▸ GIVEN DATA:
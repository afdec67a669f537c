use crate::error::{Result, SiwxError};
use serde::{Deserialize, Serialize};
use std::fmt;
use std::str::FromStr;

pub mod evm;
pub mod solana;

pub use evm::EvmMessage;
pub use solana::SolanaMessage;

/// Chain-specific rules a message variant brings to validation and verification
pub trait SignatureScheme {
    /// Name rendered in the header line, e.g. `Solana`
    fn chain_name(&self) -> &'static str;

    /// Whether `address` follows this chain's address grammar
    fn is_valid_address(&self, address: &str) -> bool;

    /// Whether `allow_off_curve` style relaxations are active
    fn allow_off_curve(&self) -> bool {
        false
    }

    /// Verify `signature` over the canonical message bytes for `address`
    ///
    /// `Ok(false)` and `Err(_)` both mean the primary check failed; the error
    /// only adds a reason.
    fn verify_signature(&self, message: &[u8], signature: &str, address: &str) -> Result<bool>;
}

/// Supported chain families
#[derive(Debug, Clone, Copy, PartialEq, Eq, Hash, Serialize, Deserialize)]
pub enum ChainType {
    #[serde(rename = "sol", alias = "solana")]
    Solana,
    #[serde(rename = "evm", alias = "eth", alias = "ethereum")]
    Evm,
}

impl ChainType {
    /// Short tag used on the wire
    pub fn tag(&self) -> &'static str {
        match self {
            ChainType::Solana => "sol",
            ChainType::Evm => "evm",
        }
    }

    /// Chain name that appears in the message header
    pub fn chain_name(&self) -> &'static str {
        match self {
            ChainType::Solana => solana::CHAIN_NAME,
            ChainType::Evm => evm::CHAIN_NAME,
        }
    }

    /// Look up the chain type from a header chain name
    pub fn from_chain_name(name: &str) -> Option<Self> {
        [ChainType::Solana, ChainType::Evm]
            .into_iter()
            .find(|chain| chain.chain_name() == name)
    }
}

impl fmt::Display for ChainType {
    fn fmt(&self, f: &mut fmt::Formatter<'_>) -> fmt::Result {
        f.write_str(self.tag())
    }
}

impl FromStr for ChainType {
    type Err = SiwxError;

    fn from_str(tag: &str) -> Result<Self> {
        match tag.to_ascii_lowercase().as_str() {
            "sol" | "solana" => Ok(ChainType::Solana),
            "evm" | "eth" | "ethereum" => Ok(ChainType::Evm),
            _ => Err(SiwxError::UnsupportedChainType(tag.to_string())),
        }
    }
}
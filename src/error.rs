use crate::message::Message;
use thiserror::Error;

/// Message validation and verification errors
///
/// Every variant corresponds to one way a Sign-In-With-X message can be
/// rejected. Comparison failures carry an `expected`/`received` pair so
/// callers can report exactly what did not line up.
///
/// # Example
/// ```rust
/// use siwx::{Result, SiwxError};
///
/// fn handle_result(result: Result<()>) {
///     match result {
///         Ok(()) => println!("Message is valid"),
///         Err(SiwxError::ExpiredMessage { received, .. }) => println!("Expired: {received}"),
///         Err(SiwxError::InvalidSignature(msg)) => println!("Signature error: {msg}"),
///         Err(e) => println!("Other error: {e}"),
///     }
/// }
/// ```
#[derive(Debug, Clone, PartialEq, Eq, Error)]
pub enum SiwxError {
    /// `domain` is empty or contains `#` / `?`
    #[error("Invalid domain: expected {0:?} to be a valid domain")]
    InvalidDomain(String),

    /// `domain` does not match the domain provided for verification
    #[error(
        "Domain does not match provided domain for verification: expected {expected}, received {received}"
    )]
    DomainMismatch { expected: String, received: String },

    /// `nonce` does not match the nonce provided for verification
    #[error(
        "Nonce does not match provided nonce for verification: expected {expected}, received {received}"
    )]
    NonceMismatch { expected: String, received: String },

    /// `address` does not follow the chain's address grammar
    #[error("Invalid address {address} (allow off curve address: {allow_off_curve})")]
    InvalidAddress {
        address: String,
        allow_off_curve: bool,
    },

    /// `uri` does not conform to RFC 3986 or lacks a scheme/host
    #[error("URI does not conform to RFC 3986: {0}")]
    InvalidUri(String),

    /// `nonce` is shorter than 8 characters or not alphanumeric
    #[error("Nonce size smaller than 8 characters or is not alphanumeric: {received:?}")]
    InvalidNonce { received: String },

    /// `not_before` is present and in the future
    #[error("Message is not valid yet: expected {expected}, received {received}")]
    NotYetValidMessage { expected: String, received: String },

    /// Signature does not match the address of the message
    #[error("Signature does not match address of the message: {0}")]
    InvalidSignature(String),

    /// A timestamp is not RFC 3339 / ISO-8601
    #[error("Invalid time format for {field}: {value:?}")]
    InvalidTimeFormat { field: &'static str, value: String },

    /// `version` is not `1`
    #[error("Invalid message version: expected {expected}, received {received}")]
    InvalidMessageVersion { expected: String, received: String },

    /// The message text or a structured input could not be parsed
    #[error("Unable to parse the message: {0}")]
    UnableToParse(String),

    /// `expiration_time` is present and not after the verification instant
    #[error("Expired message: expected {expected}, received {received}")]
    ExpiredMessage { expected: String, received: String },

    /// Chain type tag is not one of the supported chains
    #[error("Unsupported blockchain type: {0}")]
    UnsupportedChainType(String),

    /// Verification parameters carry unknown keys or an inconsistent message
    #[error("Invalid verify params: {0}")]
    InvalidParamShape(String),

    /// Verification options carry unknown keys
    #[error("Invalid verify opts: {0}")]
    InvalidOptShape(String),
}

/// A verification failure raised to the caller
///
/// Returned by [`Message::verify`] when `suppress_exceptions` is off. The
/// message that was being verified travels with the error so the caller can
/// inspect it.
#[derive(Debug, Clone, PartialEq, Error)]
#[error("{error}")]
pub struct VerifyError {
    pub error: SiwxError,
    pub data: Box<Message>,
}

impl VerifyError {
    pub fn new(error: SiwxError, data: Message) -> Self {
        Self {
            error,
            data: Box::new(data),
        }
    }
}

pub type Result<T> = std::result::Result<T, SiwxError>;
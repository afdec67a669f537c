use rand::{distributions::Alphanumeric, Rng};

/// Length of nonces produced by [`generate_nonce`]
pub const NONCE_LENGTH: usize = 17;

/// Shortest nonce a message may carry
pub const MIN_NONCE_LENGTH: usize = 8;

/// Generate a random alphanumeric nonce
///
/// Returns 17 characters drawn from `[A-Za-z0-9]`, roughly 96 bits of
/// entropy. Messages that are serialized without a nonce get one of these.
///
/// # Example
/// ```rust
/// use siwx::crypto::challenge::{generate_nonce, is_valid_nonce};
///
/// let nonce = generate_nonce();
/// assert!(is_valid_nonce(&nonce));
/// ```
pub fn generate_nonce() -> String {
    rand::thread_rng()
        .sample_iter(&Alphanumeric)
        .take(NONCE_LENGTH)
        .map(char::from)
        .collect()
}

/// Whether the whole string is at least 8 ASCII alphanumeric characters
pub fn is_valid_nonce(nonce: &str) -> bool {
    nonce.len() >= MIN_NONCE_LENGTH && nonce.chars().all(|c| c.is_ascii_alphanumeric())
}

▸ WHAT IS BEING ASKED: Nothing but the complete listing, repeated exactly, belongs in the answer.

▸ SOLUTION TO THE PROBLEM:
repository afdec67a669f537c
use crate::error::{Result, SiwxError};
use serde::{Deserialize, Serialize};
use std::fmt;
use std::str::FromStr;

pub mod evm;
pub mod solana;

pub use evm::EvmMessage;
pub use solana::SolanaMessage;

/// Chain-specific rules a message variant brings to validation and verification
pub trait SignatureScheme {
    /// Name rendered in the header line, e.g. `Solana`
    fn chain_name(&self) -> &'static str;

    /// Whether `address` follows this chain's address grammar
    fn is_valid_address(&self, address: &str) -> bool;

    /// Whether `allow_off_curve` style relaxations are active
    fn allow_off_curve(&self) -> bool {
        false
    }

    /// Verify `signature` over the canonical message bytes for `address`
    ///
    /// `Ok(false)` and `Err(_)` both mean the primary check failed; the error
    /// only adds a reason.
    fn verify_signature(&self, message: &[u8], signature: &str, address: &str) -> Result<bool>;
}

/// Supported chain families
#[derive(Debug, Clone, Copy, PartialEq, Eq, Hash, Serialize, Deserialize)]
pub enum ChainType {
    #[serde(rename = "sol", alias = "solana")]
    Solana,
    #[serde(rename = "evm", alias = "eth", alias = "ethereum")]
    Evm,
}

impl ChainType {
    /// Short tag used on the wire
    pub fn tag(&self) -> &'static str {
        match self {
            ChainType::Solana => "sol",
            ChainType::Evm => "evm",
        }
    }

    /// Chain name that appears in the message header
    pub fn chain_name(&self) -> &'static str {
        match self {
            ChainType::Solana => solana::CHAIN_NAME,
            ChainType::Evm => evm::CHAIN_NAME,
        }
    }

    /// Look up the chain type from a header chain name
    pub fn from_chain_name(name: &str) -> Option<Self> {
        [ChainType::Solana, ChainType::Evm]
            .into_iter()
            .find(|chain| chain.chain_name() == name)
    }
}

impl fmt::Display for ChainType {
    fn fmt(&self, f: &mut fmt::Formatter<'_>) -> fmt::Result {
        f.write_str(self.tag())
    }
}

impl FromStr for ChainType {
    type Err = SiwxError;

    fn from_str(tag: &str) -> Result<Self> {
        match tag.to_ascii_lowercase().as_str() {
            "sol" | "solana" => Ok(ChainType::Solana),
            "evm" | "eth" | "ethereum" => Ok(ChainType::Evm),
            _ => Err(SiwxError::UnsupportedChainType(tag.to_string())),
        }
    }
}
filename src/error.rs
use crate::message::Message;
use thiserror::Error;

/// Message validation and verification errors
///
/// Every variant corresponds to one way a Sign-In-With-X message can be
/// rejected. Comparison failures carry an `expected`/`received` pair so
/// callers can report exactly what did not line up.
///
/// # Example
/// ```rust
/// use siwx::{Result, SiwxError};
///
/// fn handle_result(result: Result<()>) {
///     match result {
///         Ok(()) => println!("Message is valid"),
///         Err(SiwxError::ExpiredMessage { received, .. }) => println!("Expired: {received}"),
///         Err(SiwxError::InvalidSignature(msg)) => println!("Signature error: {msg}"),
///         Err(e) => println!("Other error: {e}"),
///     }
/// }
/// ```
#[derive(Debug, Clone, PartialEq, Eq, Error)]
pub enum SiwxError {
    /// `domain` is empty or contains `#` / `?`
    #[error("Invalid domain: expected {0:?} to be a valid domain")]
    InvalidDomain(String),

    /// `domain` does not match the domain provided for verification
    #[error(
        "Domain does not match provided domain for verification: expected {expected}, received {received}"
    )]
    DomainMismatch { expected: String, received: String },

    /// `nonce` does not match the nonce provided for verification
    #[error(
        "Nonce does not match provided nonce for verification: expected {expected}, received {received}"
    )]
    NonceMismatch { expected: String, received: String },

    /// `address` does not follow the chain's address grammar
    #[error("Invalid address {address} (allow off curve address: {allow_off_curve})")]
    InvalidAddress {
        address: String,
        allow_off_curve: bool,
    },

    /// `uri` does not conform to RFC 3986 or lacks a scheme/host
    #[error("URI does not conform to RFC 3986: {0}")]
    InvalidUri(String),

    /// `nonce` is shorter than 8 characters or not alphanumeric
    #[error("Nonce size smaller than 8 characters or is not alphanumeric: {received:?}")]
    InvalidNonce { received: String },

    /// `not_before` is present and in the future
    #[error("Message is not valid yet: expected {expected}, received {received}")]
    NotYetValidMessage { expected: String, received: String },

    /// Signature does not match the address of the message
    #[error("Signature does not match address of the message: {0}")]
    InvalidSignature(String),

    /// A timestamp is not RFC 3339 / ISO-8601
    #[error("Invalid time format for {field}: {value:?}")]
    InvalidTimeFormat { field: &'static str, value: String },

    /// `version` is not `1`
    #[error("Invalid message version: expected {expected}, received {received}")]
    InvalidMessageVersion { expected: String, received: String },

    /// The message text or a structured input could not be parsed
    #[error("Unable to parse the message: {0}")]
    UnableToParse(String),

    /// `expiration_time` is present and not after the verification instant
    #[error("Expired message: expected {expected}, received {received}")]
    ExpiredMessage { expected: String, received: String },

    /// Chain type tag is not one of the supported chains
    #[error("Unsupported blockchain type: {0}")]
    UnsupportedChainType(String),

    /// Verification parameters carry unknown keys or an inconsistent message
    #[error("Invalid verify params: {0}")]
    InvalidParamShape(String),

    /// Verification options carry unknown keys
    #[error("Invalid verify opts: {0}")]
    InvalidOptShape(String),
}

/// A verification failure raised to the caller
///
/// Returned by [`Message::verify`] when `suppress_exceptions` is off. The
/// message that was being verified travels with the error so the caller can
/// inspect it.
#[derive(Debug, Clone, PartialEq, Error)]
#[error("{error}")]
pub struct VerifyError {
    pub error: SiwxError,
    pub data: Box<Message>,
}

impl VerifyError {
    pub fn new(error: SiwxError, data: Message) -> Self {
        Self {
            error,
            data: Box::new(data),
        }
    }
}

pub type Result<T> = std::result::Result<T, SiwxError>;
repository afdec67a669f537c
use rand::{distributions::Alphanumeric, Rng};

/// Length of nonces produced by [`generate_nonce`]
pub const NONCE_LENGTH: usize = 17;

/// Shortest nonce a message may carry
pub const MIN_NONCE_LENGTH: usize = 8;

/// Generate a random alphanumeric nonce
///
/// Returns 17 characters drawn from `[A-Za-z0-9]`, roughly 96 bits of
/// entropy. Messages that are serialized without a nonce get one of these.
///
/// # Example
/// ```rust
/// use siwx::crypto::challenge::{generate_nonce, is_valid_nonce};
///
/// let nonce = generate_nonce();
/// assert!(is_valid_nonce(&nonce));
/// ```
pub fn generate_nonce() -> String {
    rand::thread_rng()
        .sample_iter(&Alphanumeric)
        .take(NONCE_LENGTH)
        .map(char::from)
        .collect()
}

/// Whether the whole string is at least 8 ASCII alphanumeric characters
pub fn is_valid_nonce(nonce: &str) -> bool {
    nonce.len() >= MIN_NONCE_LENGTH && nonce.chars().all(|c| c.is_ascii_alphanumeric())
}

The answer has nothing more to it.